═══ Task input ═══

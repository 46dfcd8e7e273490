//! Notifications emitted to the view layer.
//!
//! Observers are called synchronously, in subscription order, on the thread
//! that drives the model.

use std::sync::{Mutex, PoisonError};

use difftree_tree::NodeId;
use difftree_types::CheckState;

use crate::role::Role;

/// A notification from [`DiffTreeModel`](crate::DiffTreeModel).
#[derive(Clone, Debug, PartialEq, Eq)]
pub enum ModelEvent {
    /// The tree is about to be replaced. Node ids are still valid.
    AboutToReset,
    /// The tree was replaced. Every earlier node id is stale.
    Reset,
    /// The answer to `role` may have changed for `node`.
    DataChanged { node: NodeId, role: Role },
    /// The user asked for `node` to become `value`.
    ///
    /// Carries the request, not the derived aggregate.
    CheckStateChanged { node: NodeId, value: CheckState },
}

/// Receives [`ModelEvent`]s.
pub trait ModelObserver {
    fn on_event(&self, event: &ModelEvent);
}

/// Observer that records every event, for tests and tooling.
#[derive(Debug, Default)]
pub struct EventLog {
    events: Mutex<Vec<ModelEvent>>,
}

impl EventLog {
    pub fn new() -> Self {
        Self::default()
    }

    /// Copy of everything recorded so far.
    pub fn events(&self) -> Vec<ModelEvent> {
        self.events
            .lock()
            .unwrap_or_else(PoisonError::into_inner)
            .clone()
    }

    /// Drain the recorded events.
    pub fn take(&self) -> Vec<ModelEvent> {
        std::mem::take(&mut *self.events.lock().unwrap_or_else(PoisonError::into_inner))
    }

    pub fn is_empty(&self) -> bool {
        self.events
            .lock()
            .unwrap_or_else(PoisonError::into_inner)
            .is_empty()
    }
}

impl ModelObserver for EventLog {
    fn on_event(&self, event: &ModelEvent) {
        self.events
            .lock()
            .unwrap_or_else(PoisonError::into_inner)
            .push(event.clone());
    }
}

═══
═══ Task input ═══

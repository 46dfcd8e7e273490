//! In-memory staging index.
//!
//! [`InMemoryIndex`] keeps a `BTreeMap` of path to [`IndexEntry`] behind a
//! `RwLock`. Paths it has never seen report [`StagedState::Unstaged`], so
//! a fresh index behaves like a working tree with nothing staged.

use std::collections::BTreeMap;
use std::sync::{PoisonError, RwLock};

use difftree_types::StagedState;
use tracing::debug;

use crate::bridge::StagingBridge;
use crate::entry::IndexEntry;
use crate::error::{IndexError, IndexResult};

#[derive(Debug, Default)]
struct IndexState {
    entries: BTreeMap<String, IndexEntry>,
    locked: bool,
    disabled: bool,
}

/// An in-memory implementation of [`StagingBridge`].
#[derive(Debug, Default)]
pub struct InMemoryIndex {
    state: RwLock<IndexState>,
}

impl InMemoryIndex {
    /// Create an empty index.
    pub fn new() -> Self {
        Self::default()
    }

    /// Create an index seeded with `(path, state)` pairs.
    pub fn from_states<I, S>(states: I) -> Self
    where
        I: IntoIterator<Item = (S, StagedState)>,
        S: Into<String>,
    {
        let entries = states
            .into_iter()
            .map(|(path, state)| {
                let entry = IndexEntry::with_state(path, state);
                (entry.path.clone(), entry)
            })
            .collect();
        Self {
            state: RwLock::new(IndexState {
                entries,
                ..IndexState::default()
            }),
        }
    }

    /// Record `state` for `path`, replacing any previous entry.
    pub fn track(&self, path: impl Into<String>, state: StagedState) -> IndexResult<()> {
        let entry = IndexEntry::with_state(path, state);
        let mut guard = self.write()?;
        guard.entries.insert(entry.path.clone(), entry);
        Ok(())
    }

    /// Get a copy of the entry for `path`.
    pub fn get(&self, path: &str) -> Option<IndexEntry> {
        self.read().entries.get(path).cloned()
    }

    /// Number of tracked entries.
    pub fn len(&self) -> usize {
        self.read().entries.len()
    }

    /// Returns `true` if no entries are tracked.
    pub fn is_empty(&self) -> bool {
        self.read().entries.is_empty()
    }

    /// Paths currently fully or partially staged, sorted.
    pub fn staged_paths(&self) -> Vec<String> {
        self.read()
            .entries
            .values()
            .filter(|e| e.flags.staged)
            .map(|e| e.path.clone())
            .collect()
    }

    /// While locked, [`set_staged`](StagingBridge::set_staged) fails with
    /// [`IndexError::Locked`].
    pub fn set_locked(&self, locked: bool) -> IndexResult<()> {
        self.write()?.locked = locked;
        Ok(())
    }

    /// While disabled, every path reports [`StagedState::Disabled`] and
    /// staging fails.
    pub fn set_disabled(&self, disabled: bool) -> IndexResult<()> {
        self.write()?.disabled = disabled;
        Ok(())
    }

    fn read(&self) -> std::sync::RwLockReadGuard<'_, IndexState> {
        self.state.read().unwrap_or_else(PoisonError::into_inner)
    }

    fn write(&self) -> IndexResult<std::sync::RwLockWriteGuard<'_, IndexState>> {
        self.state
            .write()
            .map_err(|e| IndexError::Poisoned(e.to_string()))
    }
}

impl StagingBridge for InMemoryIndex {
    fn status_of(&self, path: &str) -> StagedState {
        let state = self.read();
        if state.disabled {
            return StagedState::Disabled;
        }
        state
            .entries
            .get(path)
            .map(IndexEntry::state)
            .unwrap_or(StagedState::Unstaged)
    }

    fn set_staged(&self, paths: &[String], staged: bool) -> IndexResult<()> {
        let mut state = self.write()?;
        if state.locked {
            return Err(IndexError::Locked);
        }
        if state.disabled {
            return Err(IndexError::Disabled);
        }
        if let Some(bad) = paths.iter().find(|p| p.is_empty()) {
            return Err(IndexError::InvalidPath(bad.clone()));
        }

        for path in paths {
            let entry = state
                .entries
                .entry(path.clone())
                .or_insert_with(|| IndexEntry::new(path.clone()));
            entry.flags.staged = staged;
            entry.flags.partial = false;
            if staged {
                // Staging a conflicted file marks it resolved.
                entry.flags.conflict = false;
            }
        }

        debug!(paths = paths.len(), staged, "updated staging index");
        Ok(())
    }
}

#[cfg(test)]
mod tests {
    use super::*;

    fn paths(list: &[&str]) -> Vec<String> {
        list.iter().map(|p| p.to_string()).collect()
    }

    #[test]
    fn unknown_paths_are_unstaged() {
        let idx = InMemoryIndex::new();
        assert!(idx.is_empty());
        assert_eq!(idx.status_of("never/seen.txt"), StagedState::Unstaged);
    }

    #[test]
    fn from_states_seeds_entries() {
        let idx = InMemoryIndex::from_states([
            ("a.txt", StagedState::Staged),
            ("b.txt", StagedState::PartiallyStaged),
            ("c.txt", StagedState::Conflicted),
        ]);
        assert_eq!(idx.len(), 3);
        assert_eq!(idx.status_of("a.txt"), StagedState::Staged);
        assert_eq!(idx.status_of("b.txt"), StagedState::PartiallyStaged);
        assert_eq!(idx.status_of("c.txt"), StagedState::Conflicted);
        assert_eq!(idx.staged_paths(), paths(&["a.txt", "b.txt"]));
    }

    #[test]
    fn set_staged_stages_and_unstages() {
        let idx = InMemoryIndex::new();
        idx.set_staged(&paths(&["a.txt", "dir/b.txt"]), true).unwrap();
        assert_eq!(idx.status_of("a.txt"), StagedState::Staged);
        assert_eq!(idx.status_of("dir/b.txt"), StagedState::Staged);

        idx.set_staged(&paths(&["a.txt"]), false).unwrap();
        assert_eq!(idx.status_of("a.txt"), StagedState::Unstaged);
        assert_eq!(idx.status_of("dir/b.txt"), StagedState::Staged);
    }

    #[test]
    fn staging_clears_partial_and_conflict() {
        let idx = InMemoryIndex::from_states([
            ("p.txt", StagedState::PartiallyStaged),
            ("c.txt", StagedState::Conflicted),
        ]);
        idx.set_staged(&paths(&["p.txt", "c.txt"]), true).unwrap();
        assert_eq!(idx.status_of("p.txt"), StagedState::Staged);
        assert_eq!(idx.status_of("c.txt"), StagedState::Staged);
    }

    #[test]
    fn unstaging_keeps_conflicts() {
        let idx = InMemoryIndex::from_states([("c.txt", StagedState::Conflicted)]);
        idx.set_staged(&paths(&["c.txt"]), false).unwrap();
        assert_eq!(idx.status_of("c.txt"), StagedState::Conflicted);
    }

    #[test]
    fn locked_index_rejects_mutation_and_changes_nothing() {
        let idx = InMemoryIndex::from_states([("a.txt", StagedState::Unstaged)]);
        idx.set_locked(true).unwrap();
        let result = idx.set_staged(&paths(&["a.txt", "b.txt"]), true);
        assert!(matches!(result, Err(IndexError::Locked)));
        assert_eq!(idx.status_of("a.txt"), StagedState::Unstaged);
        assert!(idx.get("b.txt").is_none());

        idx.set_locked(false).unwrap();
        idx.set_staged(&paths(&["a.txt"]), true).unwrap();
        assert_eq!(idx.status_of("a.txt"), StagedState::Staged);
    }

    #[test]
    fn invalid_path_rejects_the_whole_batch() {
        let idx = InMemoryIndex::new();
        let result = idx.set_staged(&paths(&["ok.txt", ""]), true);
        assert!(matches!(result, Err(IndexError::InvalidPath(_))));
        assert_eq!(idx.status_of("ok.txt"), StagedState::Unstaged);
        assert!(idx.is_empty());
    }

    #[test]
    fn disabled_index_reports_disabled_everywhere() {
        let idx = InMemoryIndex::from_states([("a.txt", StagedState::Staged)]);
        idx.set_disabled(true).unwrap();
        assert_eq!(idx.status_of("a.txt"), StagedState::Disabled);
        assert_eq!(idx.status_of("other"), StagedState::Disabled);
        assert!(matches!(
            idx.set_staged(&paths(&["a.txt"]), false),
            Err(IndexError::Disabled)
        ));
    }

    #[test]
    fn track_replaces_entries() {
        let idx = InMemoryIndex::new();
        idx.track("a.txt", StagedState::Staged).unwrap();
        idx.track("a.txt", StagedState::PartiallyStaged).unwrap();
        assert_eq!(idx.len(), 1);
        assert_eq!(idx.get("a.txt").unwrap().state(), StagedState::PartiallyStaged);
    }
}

═══

Your answer should consist of each line of the data above in which the word "PoisonError" occurs.

use std::sync::{Mutex, PoisonError};
            .unwrap_or_else(PoisonError::into_inner)
        std::mem::take(&mut *self.events.lock().unwrap_or_else(PoisonError::into_inner))
            .unwrap_or_else(PoisonError::into_inner)
            .unwrap_or_else(PoisonError::into_inner)
use std::sync::{PoisonError, RwLock};
        self.state.read().unwrap_or_else(PoisonError::into_inner)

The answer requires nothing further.